It’s the last flickers of December and I’m out to see a festive triptych of rock, rock and yet more rock. Rock un – local chest-beaters The Ruby Jacks; Rock dos – local street preachers The Payroll Union; and Rock drei – local organisers, movers, talkers, jokers, oh and musicians Hot Soles. But it’s a bit weird because the last time I was in the Plug it didn’t have Tokyo-aping (or should that be Gorzilla-ing?) neon signage, cutesy anime murals or elaborate tinsel penguins and polar bears. I get the penguins and the bears, and the Faux–kyo fixtures are cool… Yet totally at odds with the holiday vibes Hot Soles are trying to cook up. But then if I had my way we’d all be in Santa outfits, supping mulled wine and butchering our favourite hymns.

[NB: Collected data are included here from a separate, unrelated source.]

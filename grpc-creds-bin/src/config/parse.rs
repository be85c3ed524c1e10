use super::toml::ConfigToml;
use crate::{constants::DEFAULT_DIAL_MESSAGE, error::anyhow, smoke::SmokeConfig};
use clap::{Arg, ArgMatches, Command};

/// What the binary does once credentials are loaded
#[derive(Debug, PartialEq, Eq, Clone)]
pub enum Mode {
  /// Build both credentials and report the identity
  Check,
  /// Accept TLS connections and echo one line per connection
  Serve,
  /// Dial the listener, send a line and print the echo
  Dial { message: String },
}

/// Parsed options
pub struct Opts {
  pub config_file_path: Option<String>,
  pub mode: Mode,
}

fn build_command() -> Command {
  let _ = include_str!("../../Cargo.toml");
  clap::command!()
    .arg(
      Arg::new("config_file")
        .long("config")
        .short('c')
        .value_name("FILE")
        .global(true)
        .help("Configuration file path like ./config.toml"),
    )
    .subcommand_required(true)
    .subcommand(Command::new("check").about("Build server and client credentials and exit"))
    .subcommand(Command::new("serve").about("Run a TLS echo listener with the server credentials"))
    .subcommand(
      Command::new("dial")
        .about("Connect to the listener with the client credentials")
        .arg(
          Arg::new("message")
            .long("message")
            .short('m')
            .value_name("TEXT")
            .default_value(DEFAULT_DIAL_MESSAGE)
            .help("Line sent to the listener"),
        ),
    )
}

fn opts_from_matches(matches: &ArgMatches) -> Result<Opts, anyhow::Error> {
  let config_file_path = matches.get_one::<String>("config_file").cloned();
  let mode = match matches.subcommand() {
    Some(("check", _)) => Mode::Check,
    Some(("serve", _)) => Mode::Serve,
    Some(("dial", sub)) => Mode::Dial {
      message: sub
        .get_one::<String>("message")
        .cloned()
        .unwrap_or_else(|| DEFAULT_DIAL_MESSAGE.to_string()),
    },
    _ => return Err(anyhow!("Unknown subcommand")),
  };

  Ok(Opts { config_file_path, mode })
}

/// Parse arg values passed from cli
pub fn parse_opts() -> Result<Opts, anyhow::Error> {
  opts_from_matches(&build_command().get_matches())
}

pub fn build_settings(config: &ConfigToml) -> std::result::Result<SmokeConfig, anyhow::Error> {
  config.try_into()
}

#[cfg(test)]
mod tests {
  use super::*;

  fn parse(args: &[&str]) -> Result<Opts, anyhow::Error> {
    let matches = build_command().try_get_matches_from(args)?;
    opts_from_matches(&matches)
  }

  #[test]
  fn subcommands() {
    let opts = parse(&["grpc-creds", "check"]).unwrap();
    assert_eq!(opts.mode, Mode::Check);
    assert!(opts.config_file_path.is_none());

    let opts = parse(&["grpc-creds", "-c", "./config.toml", "serve"]).unwrap();
    assert_eq!(opts.mode, Mode::Serve);
    assert_eq!(opts.config_file_path.as_deref(), Some("./config.toml"));

    let opts = parse(&["grpc-creds", "dial"]).unwrap();
    assert_eq!(
      opts.mode,
      Mode::Dial {
        message: DEFAULT_DIAL_MESSAGE.to_string()
      }
    );

    let opts = parse(&["grpc-creds", "--config", "c.toml", "dial", "--message", "hello"]).unwrap();
    assert_eq!(
      opts.mode,
      Mode::Dial {
        message: "hello".to_string()
      }
    );
    assert_eq!(opts.config_file_path.as_deref(), Some("c.toml"));
  }

  #[test]
  fn subcommand_is_required() {
    assert!(parse(&["grpc-creds"]).is_err());
    assert!(parse(&["grpc-creds", "reload"]).is_err());
  }
}
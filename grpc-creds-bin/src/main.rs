#[global_allocator]
static ALLOC: mimalloc::MiMalloc = mimalloc::MiMalloc;

mod config;
mod constants;
mod error;
mod log;
mod smoke;

use crate::{
  config::{build_settings, parse_opts, ConfigToml, Mode},
  log::*,
};
use grpc_creds_certs::{client_credentials, server_credentials};

fn main() {
  init_logger();

  // Initially load options
  let parsed_opts = match parse_opts() {
    Ok(v) => v,
    Err(e) => {
      error!("Invalid options: {e}");
      std::process::exit(1);
    }
  };
  let config_toml = match parsed_opts.config_file_path.as_deref() {
    Some(path) => match ConfigToml::new(path) {
      Ok(v) => v,
      Err(e) => {
        error!("Invalid toml file: {e}");
        std::process::exit(1);
      }
    },
    None => ConfigToml::default(),
  };
  let smoke_config = match build_settings(&config_toml) {
    Ok(v) => v,
    Err(e) => {
      error!("Invalid configuration: {e}");
      std::process::exit(1);
    }
  };

  // Broken embedded credentials are a build defect: never serve or dial with them
  let server_credentials = match server_credentials() {
    Ok(v) => v,
    Err(e) => {
      error!("Server credentials unavailable: {e}");
      std::process::exit(1);
    }
  };
  let client_credentials = match client_credentials() {
    Ok(v) => v,
    Err(e) => {
      error!("Client credentials unavailable: {e}");
      std::process::exit(1);
    }
  };

  let mut runtime_builder = tokio::runtime::Builder::new_multi_thread();
  runtime_builder.enable_all();
  runtime_builder.thread_name("grpc-creds");
  let runtime = match runtime_builder.build() {
    Ok(v) => v,
    Err(e) => {
      error!("Failed to build tokio runtime: {e}");
      std::process::exit(1);
    }
  };

  runtime.block_on(async {
    match &parsed_opts.mode {
      Mode::Check => {
        let identity = server_credentials.identity();
        info!(
          "Server identity {} (DNS names: {})",
          identity.subject,
          identity.dns_names.join(", ")
        );
        info!(
          "Client pinned to {:?} with {} trust anchor(s)",
          client_credentials.server_name(),
          client_credentials.trust_pool_len()
        );
      }
      Mode::Serve => {
        if let Err(e) = smoke::serve(&smoke_config, &server_credentials).await {
          error!("TLS listener exited: {e:#}");
          std::process::exit(1);
        }
      }
      Mode::Dial { message } => match smoke::dial(&smoke_config, &client_credentials, message).await {
        Ok(reply) => println!("{reply}"),
        Err(e) => {
          error!("Dial failed: {e:#}");
          std::process::exit(1);
        }
      },
    }
  });
}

This is just a great rock show. The Ruby Jacks are on first, with a quiet greeting and the guitarist cautiously checking his equipment. What follows is both familiar and excellent, classic rock vocals carried along by a concise and varied palette of Johnny Marr-ian arpeggios, clipped funk and gruff overdrive. If The Ruby Jacks’ singer knows how to make an anthem, the lead guitarist knows how to make sculpt melody lines down to the bone whether he’s building atmosphere or in the spotlight of a solo. There’s some fluffed notes and the lads are too conscientious to have much stage presence, however they cover a lot of ground within a few songs and handle their songs as exactingly as their haircuts. Totally un-Christmas, and thank God for that.
The Payroll Union are on next, dressing like malnourished undertakers and slinking like David Byrne; beards jet-black and grisly, wearing stares (the singer especially) that could pummel children. No need to worry though, they’re as welcoming as sleigh bells once they get going, with a clutch of blues paeans to the Old West, husbandry and bad women. As old hands to the Sheffield scene, their set is as lean as they are, packed with catchy melodies and music you can dance on a grave to. Again – not Christmas-y.
Now Hot Soles. Please release a record called ‘Hot Buttered Soles’, and then recreate the original Isaac Hayes cover art. This would be fantastic for at least two (sorry, I mean ‘du’) reasons. Because it would be funny and I know how you like to kid. Most importantly, you’re the antithesis of Hayes’ smoothly orchestrated yearning; more like a debauched hunger pang. And then you score points for a few things – being quick on your feet (even at Christmas). Headbanging at the drumkit. Headbanging at the microphone. Headbanging during a cover of ‘Last Christmas’ (the best song that ever lived). You give people the jitters basically. And you have a foam machine spluttering to your soundtrack of infectious garage rock played on expensive guitars through cheap amplifiers. You’re show is both the most Christmas-y and least Christmas-y thing all night, like a manic midnight mass. Same again next year?